When still inside of their mother’s womb, as-yet-unborn babies have their first encounter with statistics, at least in the industrial countries. During ultrasound examinations, anthropometric measurements are taken and compared to the characteristics of children in a reference population. For a given gestational age one can directly compare, say, the femur length of the examined fetus with the femur lengths of all fetuses in the reference population. Too small or too large values may indicate development problems and require an intervention. From a statistical point of view, the question what too small or too large actually means, in precise numbers preferably, arises.

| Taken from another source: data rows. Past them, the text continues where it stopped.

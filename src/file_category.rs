//! File categorization by extension.
//!
//! A [`CategoryTable`] is an ordered list of categories, each owning a set of
//! lowercase extensions (with their leading dot). Lookups walk the table in
//! order and the first category listing the extension wins, so an extension
//! that appears under several categories still resolves to exactly one.
//! Anything unmatched falls back to [`Category::others`].
//!
//! # Examples
//!
//! ```
//! use filesorter::file_category::CategoryTable;
//!
//! let table = CategoryTable::default();
//! assert_eq!(table.categorize("report.PDF").name(), "Documents");
//! assert_eq!(table.categorize("holiday.jpg").name(), "Images");
//! assert_eq!(table.categorize("notes.xyz").name(), "Others");
//! ```
use serde::{Deserialize, Serialize};
use std::collections::HashSet;
use std::fmt;

/// Name of the fallback category.
pub const OTHERS: &str = "Others";

/// Built-in category table. Order matters: the first category listing an
/// extension claims it.
const DEFAULT_TABLE: &[(&str, &[&str])] = &[
    (
        "Documents",
        &[
            ".pdf", ".docx", ".doc", ".txt", ".rtf", ".odt", ".xls", ".xlsx", ".ppt", ".pptx",
            ".csv", ".md", ".markdown", ".tex", ".log", ".pages", ".numbers", ".key", ".odp",
            ".ods", ".epub", ".djvu", ".mobi", ".azw", ".azw3", ".fb2", ".oxps", ".xps",
        ],
    ),
    (
        "Images",
        &[
            ".jpg", ".jpeg", ".png", ".gif", ".bmp", ".svg", ".tiff", ".webp", ".ico", ".psd",
            ".ai", ".eps", ".indd", ".raw", ".cr2", ".nef", ".orf", ".sr2", ".heif", ".heic",
            ".xcf", ".cdr",
        ],
    ),
    (
        "Videos",
        &[
            ".mp4", ".avi", ".mkv", ".mov", ".wmv", ".flv", ".webm", ".m4v", ".mpg", ".mpeg",
            ".3gp", ".3g2", ".ogv", ".vob", ".swf", ".m2ts", ".mts", ".ts", ".divx", ".f4v", ".rm",
            ".rmvb", ".ogm",
        ],
    ),
    (
        "Audio",
        &[
            ".mp3", ".wav", ".flac", ".aac", ".ogg", ".m4a", ".wma", ".opus", ".aiff", ".alac",
            ".ape", ".mid", ".midi", ".amr", ".ac3", ".dts", ".ra", ".voc", ".pcm", ".dsf", ".dff",
            ".mka", ".au",
        ],
    ),
    (
        "Archives",
        &[
            ".zip", ".rar", ".tar", ".gz", ".7z", ".bz2", ".xz", ".iso", ".tgz", ".tbz2", ".txz",
            ".cab", ".deb", ".rpm", ".pkg", ".dmg", ".z", ".lzma", ".lz", ".lz4", ".lzo", ".zst",
            ".arj",
        ],
    ),
    (
        "Code",
        &[
            ".py", ".js", ".html", ".css", ".java", ".cpp", ".c", ".h", ".php", ".rb", ".go",
            ".rs", ".ts", ".swift", ".kt", ".kts", ".scala", ".sc", ".dart", ".lua", ".pl", ".pm",
            ".sh", ".bash", ".ps1", ".bat", ".cmd", ".sql", ".r", ".jsx", ".tsx", ".vue", ".elm",
            ".clj", ".ex", ".exs", ".erl", ".hrl", ".hs", ".lhs", ".fs", ".fsx", ".ml", ".mli",
            ".groovy", ".cs", ".vb", ".xaml", ".xml", ".json", ".yaml", ".yml", ".toml", ".ini",
            ".config", ".cmake", ".make", ".gradle", ".m", ".mm", ".f", ".f90", ".f95", ".f03",
            ".f08", ".asm", ".s", ".gitignore", ".dockerignore", ".editorconfig",
        ],
    ),
    (
        "Executables",
        &[
            ".exe", ".msi", ".app", ".dmg", ".deb", ".rpm", ".apk", ".jar", ".war", ".dll", ".so",
            ".dylib", ".bin", ".run", ".bat", ".cmd", ".com", ".gadget", ".vb", ".vbs", ".ps1",
            ".msc",
        ],
    ),
    (
        "Fonts",
        &[
            ".ttf", ".otf", ".woff", ".woff2", ".eot", ".fnt", ".fon", ".bdf", ".pfb", ".pfm",
            ".afm", ".pfa",
        ],
    ),
    (
        "Spreadsheets",
        &[
            ".xlsx", ".xls", ".xlsm", ".xlsb", ".numbers", ".ods", ".csv", ".tsv", ".dif",
            ".sylk", ".dbf",
        ],
    ),
    (
        "Presentations",
        &[".pptx", ".ppt", ".pps", ".ppsx", ".odp", ".key", ".gslides"],
    ),
    (
        "Databases",
        &[
            ".db", ".sqlite", ".sqlite3", ".mdb", ".accdb", ".sql", ".bak", ".dbf", ".frm", ".ibd",
            ".myd", ".myi",
        ],
    ),
    (
        "3D_Models",
        &[
            ".obj", ".fbx", ".3ds", ".stl", ".dae", ".blend", ".max", ".ma", ".mb", ".c4d", ".lwo",
            ".lws",
        ],
    ),
    (
        "CAD",
        &[
            ".dwg", ".dxf", ".step", ".stp", ".iges", ".igs", ".x_t", ".x_b", ".sldprt", ".sldasm",
            ".ipt", ".iam",
        ],
    ),
    (
        "Vector",
        &[".svg", ".ai", ".eps", ".pdf", ".cdr", ".afdesign", ".sketch"],
    ),
    (
        "Ebooks",
        &[
            ".epub", ".mobi", ".azw", ".azw3", ".fb2", ".ibooks", ".cbr", ".cbz", ".pdf",
        ],
    ),
];

/// A named bucket of file extensions.
///
/// The name doubles as the folder name files of this category are moved to.
#[derive(Debug, Clone, PartialEq, Eq, Hash, Serialize, Deserialize)]
#[serde(transparent)]
pub struct Category(String);

impl Category {
    /// Creates a category with the given name.
    pub fn new(name: impl Into<String>) -> Self {
        Self(name.into())
    }

    /// The fallback category for unmatched extensions.
    ///
    /// ```
    /// use filesorter::file_category::Category;
    ///
    /// assert_eq!(Category::others().name(), "Others");
    /// assert!(Category::others().is_others());
    /// ```
    pub fn others() -> Self {
        Self(OTHERS.to_string())
    }

    pub fn name(&self) -> &str {
        &self.0
    }

    /// Returns the directory name for this category.
    pub fn dir_name(&self) -> &str {
        &self.0
    }

    pub fn is_others(&self) -> bool {
        self.0 == OTHERS
    }
}

impl fmt::Display for Category {
    fn fmt(&self, f: &mut fmt::Formatter<'_>) -> fmt::Result {
        f.write_str(&self.0)
    }
}

/// One row of a [`CategoryTable`].
#[derive(Debug, Clone)]
pub struct CategoryRule {
    category: Category,
    extensions: HashSet<String>,
}

impl CategoryRule {
    pub fn category(&self) -> &Category {
        &self.category
    }

    pub fn contains(&self, extension: &str) -> bool {
        self.extensions.contains(extension)
    }
}

/// Ordered extension-to-category table.
#[derive(Debug, Clone)]
pub struct CategoryTable {
    rules: Vec<CategoryRule>,
    fallback: Category,
}

impl CategoryTable {
    /// Creates an empty table: every file categorizes as "Others".
    pub fn empty() -> Self {
        Self {
            rules: Vec::new(),
            fallback: Category::others(),
        }
    }

    /// Appends a category after the existing ones.
    ///
    /// Extensions are stored lowercase. Appending a category that is already
    /// present merges the extensions into the existing row without changing
    /// its position.
    pub fn add_category<I, S>(&mut self, name: &str, extensions: I) -> &mut Self
    where
        I: IntoIterator<Item = S>,
        S: AsRef<str>,
    {
        let extensions = extensions
            .into_iter()
            .map(|ext| ext.as_ref().to_lowercase());

        if let Some(rule) = self.rules.iter_mut().find(|r| r.category.name() == name) {
            rule.extensions.extend(extensions);
        } else {
            self.rules.push(CategoryRule {
                category: Category::new(name),
                extensions: extensions.collect(),
            });
        }
        self
    }

    /// Maps an extension (with its leading dot) to the first category that
    /// lists it.
    ///
    /// ```
    /// use filesorter::file_category::CategoryTable;
    ///
    /// let table = CategoryTable::default();
    /// assert_eq!(table.extension_to_category(".MP3").map(|c| c.name()), Some("Audio"));
    /// assert_eq!(table.extension_to_category(".nope"), None);
    /// ```
    pub fn extension_to_category(&self, extension: &str) -> Option<&Category> {
        let extension = extension.to_lowercase();
        self.rules
            .iter()
            .find(|rule| rule.contains(&extension))
            .map(|rule| &rule.category)
    }

    /// Determines the category of a file from its name alone.
    ///
    /// Only the final suffix is significant and it is compared
    /// case-insensitively. Names without a suffix go to "Others".
    pub fn categorize(&self, file_name: &str) -> Category {
        split_extension(file_name)
            .1
            .and_then(|ext| self.extension_to_category(ext))
            .unwrap_or(&self.fallback)
            .clone()
    }

    /// Table rows in priority order. The fallback is not included.
    pub fn rules(&self) -> &[CategoryRule] {
        &self.rules
    }

    /// Every category in table order, ending with the fallback.
    pub fn categories(&self) -> impl Iterator<Item = &Category> {
        self.rules
            .iter()
            .map(|rule| &rule.category)
            .filter(|category| !category.is_others())
            .chain(std::iter::once(&self.fallback))
    }

    /// Position of a category in table order; unknown categories sort last.
    pub fn rank(&self, category: &Category) -> usize {
        self.categories()
            .position(|c| c == category)
            .unwrap_or(usize::MAX)
    }
}

impl Default for CategoryTable {
    fn default() -> Self {
        let mut table = Self::empty();
        for (name, extensions) in DEFAULT_TABLE {
            table.add_category(name, extensions.iter());
        }
        table
    }
}

/// Splits a file name into stem and final suffix (including the dot).
///
/// A leading dot does not start a suffix and neither does a trailing one,
/// so `.bashrc` and `notes.` have no extension.
///
/// ```
/// use filesorter::file_category::split_extension;
///
/// assert_eq!(split_extension("archive.tar.gz"), ("archive.tar", Some(".gz")));
/// assert_eq!(split_extension(".bashrc"), (".bashrc", None));
/// assert_eq!(split_extension("README"), ("README", None));
/// ```
pub fn split_extension(file_name: &str) -> (&str, Option<&str>) {
    match file_name.rfind('.') {
        Some(idx) if idx > 0 && idx < file_name.len() - 1 => {
            (&file_name[..idx], Some(&file_name[idx..]))
        }
        _ => (file_name, None),
    }
}

#[cfg(test)]
mod tests {
    use super::*;
    use std::collections::HashMap;

    #[test]
    fn test_default_table_order() {
        let table = CategoryTable::default();
        let names: Vec<_> = table.categories().map(|c| c.name().to_string()).collect();
        assert_eq!(names.first().map(String::as_str), Some("Documents"));
        assert_eq!(names.last().map(String::as_str), Some(OTHERS));
        assert_eq!(names.len(), DEFAULT_TABLE.len() + 1);
    }

    #[test]
    fn test_categorize_common_types() {
        let table = CategoryTable::default();
        assert_eq!(table.categorize("a.pdf").name(), "Documents");
        assert_eq!(table.categorize("b.jpg").name(), "Images");
        assert_eq!(table.categorize("c.mp3").name(), "Audio");
        assert_eq!(table.categorize("d.mkv").name(), "Videos");
        assert_eq!(table.categorize("e.zip").name(), "Archives");
        assert_eq!(table.categorize("f.rs").name(), "Code");
        assert_eq!(table.categorize("g.exe").name(), "Executables");
        assert_eq!(table.categorize("h.woff2").name(), "Fonts");
        assert_eq!(table.categorize("i.sqlite").name(), "Databases");
        assert_eq!(table.categorize("j.stl").name(), "3D_Models");
        assert_eq!(table.categorize("k.dwg").name(), "CAD");
        assert_eq!(table.categorize("l.sketch").name(), "Vector");
        assert_eq!(table.categorize("m.cbz").name(), "Ebooks");
    }

    #[test]
    fn test_categorize_case_insensitive() {
        let table = CategoryTable::default();
        assert_eq!(table.categorize("x.PDF"), table.categorize("x.pdf"));
        assert_eq!(table.categorize("Photo.JpEg").name(), "Images");
    }

    #[test]
    fn test_first_match_wins_for_shared_extensions() {
        let table = CategoryTable::default();
        assert_eq!(table.categorize("sheet.xlsx").name(), "Documents");
        assert_eq!(table.categorize("clip.ts").name(), "Videos");
        assert_eq!(table.categorize("logo.svg").name(), "Images");
        assert_eq!(table.categorize("book.epub").name(), "Documents");
        assert_eq!(table.categorize("setup.deb").name(), "Archives");
        assert_eq!(table.categorize("run.bat").name(), "Code");
        assert_eq!(table.categorize("dump.sql").name(), "Code");
    }

    #[test]
    fn test_unique_extensions_map_to_their_category() {
        let mut owners: HashMap<&str, Vec<&str>> = HashMap::new();
        for (name, extensions) in DEFAULT_TABLE {
            for ext in *extensions {
                owners.entry(*ext).or_default().push(*name);
            }
        }

        let table = CategoryTable::default();
        for (ext, categories) in owners.iter().filter(|(_, c)| c.len() == 1) {
            let lower = format!("x{}", ext);
            let upper = format!("x{}", ext.to_uppercase());
            assert_eq!(table.categorize(&lower).name(), categories[0], "{}", ext);
            assert_eq!(table.categorize(&upper).name(), categories[0], "{}", ext);
        }
    }

    #[test]
    fn test_unrecognized_names_fall_back_to_others() {
        let table = CategoryTable::default();
        for name in ["d.xyz", "README", ".bashrc", "trailing.", "no_ext", "a.b.unknown"] {
            assert!(table.categorize(name).is_others(), "{}", name);
        }
    }

    #[test]
    fn test_tool_config_suffixes_are_code() {
        let table = CategoryTable::default();
        assert_eq!(table.categorize("x.gitignore").name(), "Code");
        assert_eq!(table.categorize("web.dockerignore").name(), "Code");
        assert_eq!(table.categorize("repo.EditorConfig").name(), "Code");
        // A bare dotfile has no suffix.
        assert!(table.categorize(".gitignore").is_others());
    }

    #[test]
    fn test_only_final_suffix_counts() {
        let table = CategoryTable::default();
        assert_eq!(table.categorize("backup.pdf.zip").name(), "Archives");
        assert_eq!(table.categorize("archive.tar.gz").name(), "Archives");
        assert!(table.categorize("report.pdf.part").is_others());
    }

    #[test]
    fn test_split_extension() {
        assert_eq!(split_extension("report.pdf"), ("report", Some(".pdf")));
        assert_eq!(split_extension("a.b.c"), ("a.b", Some(".c")));
        assert_eq!(split_extension("..hidden"), (".", Some(".hidden")));
        assert_eq!(split_extension("name."), ("name.", None));
        assert_eq!(split_extension(""), ("", None));
    }

    #[test]
    fn test_custom_table() {
        let mut table = CategoryTable::empty();
        table
            .add_category("Photos", [".JPG", ".png"])
            .add_category("Notes", [".txt"])
            .add_category("Photos", [".heic"]);

        assert_eq!(table.categorize("a.jpg").name(), "Photos");
        assert_eq!(table.categorize("b.heic").name(), "Photos");
        assert_eq!(table.categorize("c.txt").name(), "Notes");
        assert!(table.categorize("d.pdf").is_others());
        assert_eq!(table.rules().len(), 2);
        assert_eq!(table.rank(&Category::new("Notes")), 1);
        assert_eq!(table.rank(&Category::others()), 2);
    }

    #[test]
    fn test_category_display_and_dir_name() {
        let category = Category::new("3D_Models");
        assert_eq!(category.to_string(), "3D_Models");
        assert_eq!(category.dir_name(), "3D_Models");
        assert!(!category.is_others());
    }
}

Starting in 1955, four large cross-sectional studies on the growth of children

and juveniles were performed in The Netherlands. The fourth study, comprising 7018 girls and 7482 boys up to 21 years old, took place between 1996 and 1997 (Fredriks et al., 2000). One of the aims of this study was the calculation of age-specific reference data, for example for weight, height, or head circumference. In this chapter, we focus on head circumference for boys older than 24 months, the age (in years), and the head circumference (in cm) for five of the 5101 are given in Table 12.1. Our aim here is to construct a so-called growth chart, i.e., the head circumference for age distribution, or, in more technical words, the conditional distribution of head circumference given age. Age-specific quantiles from this distribution tell us how many boys in the reference population have a smaller head circumference compared to the single boy a physician is looking at. One method to estimate conditional quantiles is called Quantile Regression.